* Exercise
Take every line from the data that has the word "Deserialize" in it.

* Stored data
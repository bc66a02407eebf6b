//! Gates, gate kinds and binary signals

use serde::{Deserialize, Serialize};
use std::fmt;

use crate::error::InvalidSignal;

/// A binary signal value carried on a wire
///
/// Serialized as the integers `0` and `1`; any other integer fails to load.
#[derive(Clone, Copy, Debug, Default, PartialEq, Eq, Hash, Serialize, Deserialize)]
#[serde(try_from = "u8", into = "u8")]
pub enum Signal {
    #[default]
    Low,
    High,
}

impl Signal {
    /// Check if the signal is high
    #[inline]
    pub fn is_high(self) -> bool {
        self == Signal::High
    }
}

impl std::ops::Not for Signal {
    type Output = Signal;
    #[inline]
    fn not(self) -> Signal {
        match self {
            Signal::Low => Signal::High,
            Signal::High => Signal::Low,
        }
    }
}

impl From<bool> for Signal {
    fn from(value: bool) -> Self {
        if value {
            Signal::High
        } else {
            Signal::Low
        }
    }
}

impl TryFrom<u8> for Signal {
    type Error = InvalidSignal;

    fn try_from(value: u8) -> Result<Self, Self::Error> {
        match value {
            0 => Ok(Signal::Low),
            1 => Ok(Signal::High),
            other => Err(InvalidSignal(other)),
        }
    }
}

impl From<Signal> for u8 {
    fn from(signal: Signal) -> Self {
        match signal {
            Signal::Low => 0,
            Signal::High => 1,
        }
    }
}

impl fmt::Display for Signal {
    fn fmt(&self, f: &mut fmt::Formatter<'_>) -> fmt::Result {
        write!(f, "{}", u8::from(*self))
    }
}

/// Unique gate identifier
#[derive(Clone, Debug, PartialEq, Eq, Hash, PartialOrd, Ord, Serialize, Deserialize)]
#[serde(transparent)]
pub struct GateId(pub String);

impl GateId {
    /// Create a gate id
    pub fn new(id: impl Into<String>) -> Self {
        Self(id.into())
    }

    /// Borrow the id as a string slice
    pub fn as_str(&self) -> &str {
        &self.0
    }
}

impl From<&str> for GateId {
    fn from(id: &str) -> Self {
        Self(id.to_string())
    }
}

impl fmt::Display for GateId {
    fn fmt(&self, f: &mut fmt::Formatter<'_>) -> fmt::Result {
        f.write_str(&self.0)
    }
}

/// Gate truth function
#[derive(Clone, Copy, Debug, PartialEq, Eq, Hash, Serialize, Deserialize)]
#[serde(rename_all = "UPPERCASE")]
pub enum GateKind {
    And,
    Or,
    Not,
    Nand,
    Nor,
    Xor,
    Xnor,
    /// Placeholder for user-defined blocks; always evaluates low
    Custom,
}

impl GateKind {
    /// Apply the truth function to an input vector.
    ///
    /// Empty inputs follow the fold semantics: AND is vacuously high, OR and
    /// XOR are low. NOT reads its first input, treating a missing one as low.
    pub fn apply(self, inputs: &[Signal]) -> Signal {
        match self {
            GateKind::And => Signal::from(inputs.iter().all(|s| s.is_high())),
            GateKind::Or => Signal::from(inputs.iter().any(|s| s.is_high())),
            GateKind::Not => !inputs.first().copied().unwrap_or_default(),
            GateKind::Nand => !GateKind::And.apply(inputs),
            GateKind::Nor => !GateKind::Or.apply(inputs),
            GateKind::Xor => Signal::from(inputs.iter().fold(false, |acc, s| acc ^ s.is_high())),
            GateKind::Xnor => !GateKind::Xor.apply(inputs),
            GateKind::Custom => Signal::Low,
        }
    }

    /// Default input arity used by the constructors
    pub fn default_inputs(self) -> usize {
        match self {
            GateKind::Not => 1,
            _ => 2,
        }
    }
}

/// A gate placed in a circuit
#[derive(Clone, Debug, PartialEq, Eq, Serialize, Deserialize)]
pub struct Gate {
    /// Unique identifier
    pub id: GateId,
    /// Truth function
    pub kind: GateKind,
    /// Declared input arity
    pub inputs: usize,
    /// Declared output arity
    #[serde(default = "default_outputs")]
    pub outputs: usize,
}

fn default_outputs() -> usize {
    1
}

impl Gate {
    /// Create a gate with explicit arities
    pub fn new(id: impl Into<GateId>, kind: GateKind, inputs: usize, outputs: usize) -> Self {
        Self {
            id: id.into(),
            kind,
            inputs,
            outputs,
        }
    }

    /// Create a gate with the kind's default input arity and one output
    pub fn with_kind(id: impl Into<GateId>, kind: GateKind) -> Self {
        Self::new(id, kind, kind.default_inputs(), 1)
    }
}

impl From<String> for GateId {
    fn from(id: String) -> Self {
        Self(id)
    }
}

#[cfg(test)]
mod tests {
    use super::*;
    use Signal::{High, Low};

    #[test]
    fn test_and_gate() {
        assert_eq!(GateKind::And.apply(&[High, High]), High);
        assert_eq!(GateKind::And.apply(&[High, Low]), Low);
    }

    #[test]
    fn test_xor_is_parity() {
        assert_eq!(GateKind::Xor.apply(&[High, High, Low]), Low);
        assert_eq!(GateKind::Xor.apply(&[High, High, High]), High);
        assert_eq!(GateKind::Xnor.apply(&[High, Low]), Low);
    }

    #[test]
    fn test_zero_input_defaults() {
        assert_eq!(GateKind::And.apply(&[]), High);
        assert_eq!(GateKind::Or.apply(&[]), Low);
        assert_eq!(GateKind::Nand.apply(&[]), Low);
        assert_eq!(GateKind::Nor.apply(&[]), High);
        assert_eq!(GateKind::Xor.apply(&[]), Low);
        assert_eq!(GateKind::Not.apply(&[]), High);
    }

    #[test]
    fn test_not_reads_first_input() {
        assert_eq!(GateKind::Not.apply(&[High]), Low);
        assert_eq!(GateKind::Not.apply(&[Low, High]), High);
    }

    #[test]
    fn test_custom_is_always_low() {
        assert_eq!(GateKind::Custom.apply(&[High, High]), Low);
    }

    #[test]
    fn test_signal_serializes_as_integer() {
        let json = serde_json::to_string(&vec![High, Low]).unwrap();
        assert_eq!(json, "[1,0]");
        let parsed: Vec<Signal> = serde_json::from_str("[0,1,1]").unwrap();
        assert_eq!(parsed, vec![Low, High, High]);
    }

    #[test]
    fn test_signal_rejects_non_binary() {
        assert_eq!(Signal::try_from(7u8), Err(InvalidSignal(7)));
        let err = serde_json::from_str::<Vec<Signal>>("[0,7]").unwrap_err();
        assert!(err.to_string().contains("must be 0 or 1"));
    }

    #[test]
    fn test_gate_kind_names() {
        let kind: GateKind = serde_json::from_str("\"XNOR\"").unwrap();
        assert_eq!(kind, GateKind::Xnor);
    }
}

* Task answer
use serde::{Deserialize, Serialize};
#[derive(Clone, Copy, Debug, Default, PartialEq, Eq, Hash, Serialize, Deserialize)]
#[derive(Clone, Debug, PartialEq, Eq, Hash, PartialOrd, Ord, Serialize, Deserialize)]
#[derive(Clone, Copy, Debug, PartialEq, Eq, Hash, Serialize, Deserialize)]
#[derive(Clone, Debug, PartialEq, Eq, Serialize, Deserialize)]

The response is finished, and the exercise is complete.